Cientistas da Fiocruz podem produzir vacina completa contra a malária

Foto: Portal Biologia/divulgação


Pesquisadores da Fundação Oswaldo Cruz (Fiocruz) deram um passo importante para o desenvolvimento de uma vacina mais ampla e eficaz contra a malária. O grupo identificou um conjunto inédito de fragmentos de proteínas do parasita Plasmodium que pode servir de base para um imunizante capaz de proteger contra diferentes espécies do microrganismo e atuar em várias fases da doença. O estudo foi publicado nesta quarta-feira (1º) na revista científica Nature.

A pesquisa utilizou uma estratégia diferente da adotada pela maioria das vacinas atuais. Em vez de concentrar os esforços na produção de anticorpos, os cientistas investigaram a atuação dos linfócitos T CD8+, células do sistema imunológico responsáveis por identificar e destruir células infectadas pelo parasita.

Segundo a pesquisadora Caroline Junqueira, da Fiocruz Minas e coordenadora do estudo, o desenvolvimento de uma vacina eficaz contra a malária ainda é um dos principais desafios da ciência.

"Há mais de 50 anos se busca desenvolver uma vacina contra a malária e, só recentemente, tivemos aprovados imunizantes com eficácia limitada, voltados principalmente para o Plasmodium falciparum e para crianças. Um dos principais desafios sempre foi encontrar bons alvos vacinais", explicou.

Durante a pesquisa, os cientistas identificaram 453 peptídeos — pequenos fragmentos de proteínas — derivados de 166 proteínas do parasita. A maioria desses fragmentos pertence a proteínas essenciais para a sobrevivência do Plasmodium, conhecidas como housekeeping, que estão presentes em todas as fases do ciclo de vida do parasita e são altamente conservadas entre diferentes espécies.

De acordo com os pesquisadores, essa característica aumenta o potencial de desenvolvimento de uma vacina capaz de oferecer proteção mais ampla, atingindo diferentes variantes do parasita e atuando em várias etapas da infecção.

Na etapa seguinte, a equipe verificou se esses fragmentos realmente eram reconhecidos pelo sistema imunológico. Os testes mostraram que células de pacientes infectados por Plasmodium vivax e Plasmodium falciparum reagiram aos antígenos identificados.

A resposta imunológica também foi observada em outras espécies do parasita, incluindo aquelas que infectam primatas e camundongos. Em modelos animais, alguns dos alvos estudados demonstraram potencial de proteção ao reduzir a carga do parasita no organismo.
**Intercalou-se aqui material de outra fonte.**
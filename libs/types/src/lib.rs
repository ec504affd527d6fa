//! # SkillSwap Registry Types
//!
//! Immutable snapshots of the entities held by the on-chain registry plus the
//! identifiers used to address them.
//!
//! ## Design Philosophy
//!
//! - **Remote Source of Truth**: Nothing here is mutated locally. Every record is a
//!   snapshot of one point read and is replaced wholesale by the next read.
//! - **Type Safety**: Listing, proposal and token ids are distinct types so a
//!   proposal id can never be passed where a listing id is expected.
//! - **Byte Addresses**: Addresses are stored as 20 raw bytes, which makes equality
//!   case-insensitive with respect to their hex rendering.
//!
//! ## Quick Start
//!
//! ```rust
//! use types::{Address, ListingId};
//!
//! let creator: Address = "0x00000000000000000000000000000000006D3993".parse().unwrap();
//! assert_eq!(creator.to_string(), "0x00000000000000000000000000000000006d3993");
//! assert_eq!(ListingId::new(3).inner(), 3);
//! ```

pub mod common;
pub mod records;

pub use common::errors::ValidationError;
pub use common::identifiers::{Address, ListingId, ProposalId, TokenId, TxHash};
pub use records::{Listing, Proposal, User};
Segundo Caroline Junqueira, os resultados indicam que os antígenos identificados não apenas são reconhecidos pelo sistema imunológico, mas também podem contribuir para impedir o avanço da infecção, um requisito considerado fundamental para o desenvolvimento de uma vacina.

Atualmente, os imunizantes disponíveis contra a malária oferecem proteção parcial, são direcionados principalmente ao Plasmodium falciparum e atuam na fase inicial da doença, além de apresentarem perda de eficácia ao longo do tempo.

O novo estudo aponta para uma estratégia capaz de ampliar essa proteção, permitindo que uma futura vacina atue tanto na fase hepática quanto na fase sanguínea da infecção, além de proteger contra diferentes espécies do parasita.

Apesar do avanço, os pesquisadores destacam que ainda serão necessárias novas etapas de validação e ensaios clínicos antes que a descoberta possa resultar em um imunizante disponível para a população.

"Nosso objetivo foi mostrar que existem caminhos diferentes e promissores. Agora, outros grupos podem explorar esses alvos e avançar no desenvolvimento de uma vacina realmente eficaz contra a malária", concluiu a pesquisadora.